#### WHAT IS EXPECTED:
Filter the entries below, keeping only lines with the word "values".

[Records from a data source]
= = = =
//! Taste profile statistics and LLM preference analysis

use std::collections::{BTreeMap, HashMap};

use serde::Serialize;
use sqlx::PgPool;

use super::TastingService;
use crate::error::{AppError, AppResult};
use crate::external::{CompletionOptions, LlmClient};
use crate::models::TastingSession;

pub const NO_TASTINGS_PROFILE_MESSAGE: &str =
    "No tasting data found. Start logging your coffee tastings to build your taste profile!";

pub const NO_TASTINGS_ANALYSIS_MESSAGE: &str =
    "No tasting data available. Start logging your coffee tastings to get personalized recommendations!";

pub const ANALYSIS_NOTE: &str =
    "This is a flavor preference analysis. Coffee recommendations coming in future versions!";

const SYSTEM_PROMPT: &str = "You are a professional coffee cupper and flavor expert. \
    Provide detailed, actionable analysis of coffee preferences based on tasting data. \
    Be specific and helpful.";

const ANALYSIS_OPTIONS: CompletionOptions = CompletionOptions {
    temperature: 0.7,
    max_tokens: 1500,
};

/// Sessions rendered into the analysis prompt
const PROMPT_TASTING_LIMIT: usize = 10;

const TOP_FLAVORS: usize = 10;
const TOP_BREW_METHODS: usize = 5;

// ============================================================================
// Taste profile
// ============================================================================

#[derive(Debug, Clone, Serialize, PartialEq)]
#[serde(untagged)]
pub enum TasteProfile {
    Empty {
        total_tastings: usize,
        message: String,
    },
    Profile {
        total_tastings: usize,
        average_rating: Option<f64>,
        /// `[name, count]` pairs, most frequent first
        most_common_flavors: Vec<(String, usize)>,
        preferred_brew_methods: Vec<(String, usize)>,
        taste_profile_summary: String,
    },
}

/// Occurrence counter that remembers first-seen order for ties
#[derive(Default)]
struct Tally {
    counts: Vec<(String, usize)>,
    index: HashMap<String, usize>,
}

impl Tally {
    fn add(&mut self, key: &str) {
        match self.index.get(key) {
            Some(&i) => self.counts[i].1 += 1,
            None => {
                self.index.insert(key.to_string(), self.counts.len());
                self.counts.push((key.to_string(), 1));
            }
        }
    }

    /// Most frequent first; stable for equal counts
    fn top(mut self, n: usize) -> Vec<(String, usize)> {
        self.counts.sort_by(|a, b| b.1.cmp(&a.1));
        self.counts.truncate(n);
        self.counts
    }
}

fn round1(value: f64) -> f64 {
    (value * 10.0).round() / 10.0
}

fn average(values: &[i32]) -> Option<f64> {
    if values.is_empty() {
        return None;
    }
    let sum: i64 = values.iter().map(|&v| i64::from(v)).sum();
    Some(sum as f64 / values.len() as f64)
}

/// Summarize a user's sessions
pub fn build_taste_profile(tastings: &[TastingSession]) -> TasteProfile {
    if tastings.is_empty() {
        return TasteProfile::Empty {
            total_tastings: 0,
            message: NO_TASTINGS_PROFILE_MESSAGE.to_string(),
        };
    }

    let mut flavors = Tally::default();
    let mut methods = Tally::default();
    let mut ratings = Vec::new();

    for tasting in tastings {
        if let Some(rating) = tasting.overall_rating {
            ratings.push(rating);
        }
        methods.add(tasting.brew_method.as_str());
        for note in &tasting.tasting_notes {
            flavors.add(&note.flavor_tag.name);
        }
    }

    let average_rating = average(&ratings).map(round1);
    let rating_display = average_rating
        .map(|r| format!("{:.1}", r))
        .unwrap_or_else(|| "N/A".to_string());

    TasteProfile::Profile {
        total_tastings: tastings.len(),
        average_rating,
        most_common_flavors: flavors.top(TOP_FLAVORS),
        preferred_brew_methods: methods.top(TOP_BREW_METHODS),
        taste_profile_summary: format!(
            "Based on {} coffee tastings with an average rating of {}",
            tastings.len(),
            rating_display
        ),
    }
}

// ============================================================================
// Tasting summary for analysis
// ============================================================================

#[derive(Debug, Clone, Serialize, PartialEq)]
pub struct TastingSummary {
    pub total_tastings: usize,
    pub tastings: Vec<TastingDigest>,
    pub flavor_frequency: BTreeMap<String, usize>,
    pub average_rating_by_flavor: BTreeMap<String, f64>,
}

#[derive(Debug, Clone, Serialize, PartialEq)]
pub struct TastingDigest {
    pub coffee: CoffeeDigest,
    pub flavors: Vec<FlavorDigest>,
}

#[derive(Debug, Clone, Serialize, PartialEq)]
pub struct CoffeeDigest {
    pub coffee_name: String,
    pub roaster: String,
    pub overall_rating: Option<i32>,
    pub would_buy_again: Option<bool>,
    pub brew_method: String,
    pub session_notes: Option<String>,
}

#[derive(Debug, Clone, Serialize, PartialEq)]
pub struct FlavorDigest {
    pub flavor: String,
    pub category: Option<String>,
    pub intensity: Option<i32>,
    pub detected_in: DetectedIn,
}

#[derive(Debug, Clone, Copy, Serialize, PartialEq)]
pub struct DetectedIn {
    pub aroma: bool,
    pub flavor: bool,
    pub aftertaste: bool,
}

/// Structure sessions for the analysis prompt
pub fn build_tasting_summary(tastings: &[TastingSession]) -> TastingSummary {
    let mut flavor_frequency: BTreeMap<String, usize> = BTreeMap::new();
    let mut ratings_by_flavor: BTreeMap<String, Vec<i32>> = BTreeMap::new();

    let digests = tastings
        .iter()
        .map(|tasting| {
            let flavors = tasting
                .tasting_notes
                .iter()
                .map(|note| {
                    let name = note.flavor_tag.name.clone();
                    *flavor_frequency.entry(name.clone()).or_default() += 1;
                    let ratings = ratings_by_flavor.entry(name.clone()).or_default();
                    if let Some(rating) = tasting.overall_rating {
                        ratings.push(rating);
                    }

                    FlavorDigest {
                        flavor: name,
                        category: note.flavor_tag.category.clone(),
                        intensity: note.intensity,
                        detected_in: DetectedIn {
                            aroma: note.aroma,
                            flavor: note.flavor,
                            aftertaste: note.aftertaste,
                        },
                    }
                })
                .collect();

            TastingDigest {
                coffee: CoffeeDigest {
                    coffee_name: tasting
                        .coffee_name
                        .clone()
                        .unwrap_or_else(|| "Unknown".to_string()),
                    roaster: tasting
                        .roaster_name
                        .clone()
                        .unwrap_or_else(|| "Unknown".to_string()),
                    overall_rating: tasting.overall_rating,
                    would_buy_again: tasting.would_buy_again,
                    brew_method: tasting.brew_method.as_str().to_string(),
                    session_notes: tasting.session_notes.clone(),
                },
                flavors,
            }
        })
        .collect();

    let average_rating_by_flavor = ratings_by_flavor
        .into_iter()
        .filter_map(|(flavor, ratings)| average(&ratings).map(|avg| (flavor, round1(avg))))
        .collect();

    TastingSummary {
        total_tastings: tastings.len(),
        tastings: digests,
        flavor_frequency,
        average_rating_by_flavor,
    }
}

fn or_na<T: ToString>(value: Option<T>) -> String {
    value.map(|v| v.to_string()).unwrap_or_else(|| "n/a".to_string())
}

/// Render the user prompt from a summary
pub fn build_analysis_prompt(summary: &TastingSummary) -> String {
    let mut by_frequency: Vec<(&String, &usize)> = summary.flavor_frequency.iter().collect();
    by_frequency.sort_by(|a, b| b.1.cmp(a.1));

    let common = by_frequency
        .iter()
        .take(TOP_FLAVORS)
        .map(|(flavor, count)| format!("{} ({})", flavor, count))
        .collect::<Vec<_>>()
        .join(", ");
    let ratings = summary
        .average_rating_by_flavor
        .iter()
        .map(|(flavor, avg)| format!("{}: {:.1}", flavor, avg))
        .collect::<Vec<_>>()
        .join(", ");

    let mut prompt = format!(
        "Analyze this coffee taster's preferences based on their tasting history:\n\n\
         TASTING SUMMARY:\n\
         - Total tastings: {}\n\
         - Most common flavors: {}\n\
         - Average ratings by flavor: {}\n\
         \nDETAILED TASTING HISTORY:\n",
        summary.total_tastings, common, ratings
    );

    for tasting in summary.tastings.iter().take(PROMPT_TASTING_LIMIT) {
        let coffee = &tasting.coffee;
        let flavors = tasting
            .flavors
            .iter()
            .map(|f| format!("{} (intensity: {})", f.flavor, or_na(f.intensity)))
            .collect::<Vec<_>>()
            .join(", ");

        prompt.push_str(&format!(
            "\nCoffee: {} by {}\n\
             Rating: {}/10 | Would buy again: {}\n\
             Brew method: {}\n\
             Flavors detected: {}\n\
             Notes: {}\n\
             ---\n",
            coffee.coffee_name,
            coffee.roaster,
            or_na(coffee.overall_rating),
            or_na(coffee.would_buy_again),
            coffee.brew_method,
            flavors,
            coffee.session_notes.as_deref().unwrap_or("None"),
        ));
    }

    prompt.push_str(
        "\nBased on this tasting history, provide a comprehensive analysis:\n\n\
         1. FLAVOR PREFERENCES: What flavor profiles does this person prefer?\n\
         2. INTENSITY PREFERENCES: Do they prefer subtle or bold flavors?\n\
         3. COFFEE STYLE: What types of coffees should they seek out?\n\
         4. BREWING RECOMMENDATIONS: Any patterns in their preferred brewing methods?\n\
         5. FLAVOR DISCOVERY: What new flavors might they enjoy?\n\n\
         Provide specific, actionable recommendations for their next coffee purchase.\n\
         Format your response in clear sections with specific recommendations.\n",
    );

    prompt
}

// ============================================================================
// Service
// ============================================================================

#[derive(Debug, Clone, Serialize)]
pub struct PreferenceAnalysis {
    pub user_id: String,
    pub total_tastings: usize,
    pub flavor_analysis: String,
    pub data_summary: TastingSummary,
}

#[derive(Debug, Clone, Serialize)]
pub struct AnalysisResponse {
    pub success: bool,
    pub analysis: PreferenceAnalysis,
    pub mvp_note: String,
}

#[derive(Clone)]
pub struct RecommendationService {
    tastings: TastingService,
    llm: Option<LlmClient>,
}

impl RecommendationService {
    /// `llm` is the process-wide client held in application state
    pub fn new(db: PgPool, llm: Option<LlmClient>) -> Self {
        Self {
            tastings: TastingService::new(db),
            llm,
        }
    }

    pub async fn taste_profile(&self, user_id: &str) -> AppResult<TasteProfile> {
        let tastings = self.tastings.all_for_user(user_id).await?;
        Ok(build_taste_profile(&tastings))
    }

    /// Ask the LLM to interpret the user's history.
    ///
    /// Upstream failures are reported inside the analysis text.
    pub async fn analyze(&self, user_id: &str) -> AppResult<AnalysisResponse> {
        let llm = self.llm.as_ref().ok_or_else(|| {
            tracing::error!(user_id, "OPENAI_API_KEY is not configured");
            AppError::Configuration("Recommendation service not properly configured".to_string())
        })?;

        let tastings = self.tastings.all_for_user(user_id).await?;
        let summary = build_tasting_summary(&tastings);

        let flavor_analysis = if summary.total_tastings == 0 {
            NO_TASTINGS_ANALYSIS_MESSAGE.to_string()
        } else {
            let prompt = build_analysis_prompt(&summary);
            match llm.complete(SYSTEM_PROMPT, &prompt, ANALYSIS_OPTIONS).await {
                Ok(Some(text)) => text,
                Ok(None) => "Unable to generate analysis.".to_string(),
                Err(e) => {
                    tracing::error!(user_id, error = %e, "LLM analysis failed");
                    format!("Error analyzing preferences: {}", e)
                }
            }
        };

        Ok(AnalysisResponse {
            success: true,
            analysis: PreferenceAnalysis {
                user_id: user_id.to_string(),
                total_tastings: summary.total_tastings,
                flavor_analysis,
                data_summary: summary,
            },
            mvp_note: ANALYSIS_NOTE.to_string(),
        })
    }
}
= = = =
#### EXERCISE ANSWER:
fn average(values: &[i32]) -> Option<f64> {
    if values.is_empty() {
    let sum: i64 = values.iter().map(|&v| i64::from(v)).sum();
    Some(sum as f64 / values.len() as f64)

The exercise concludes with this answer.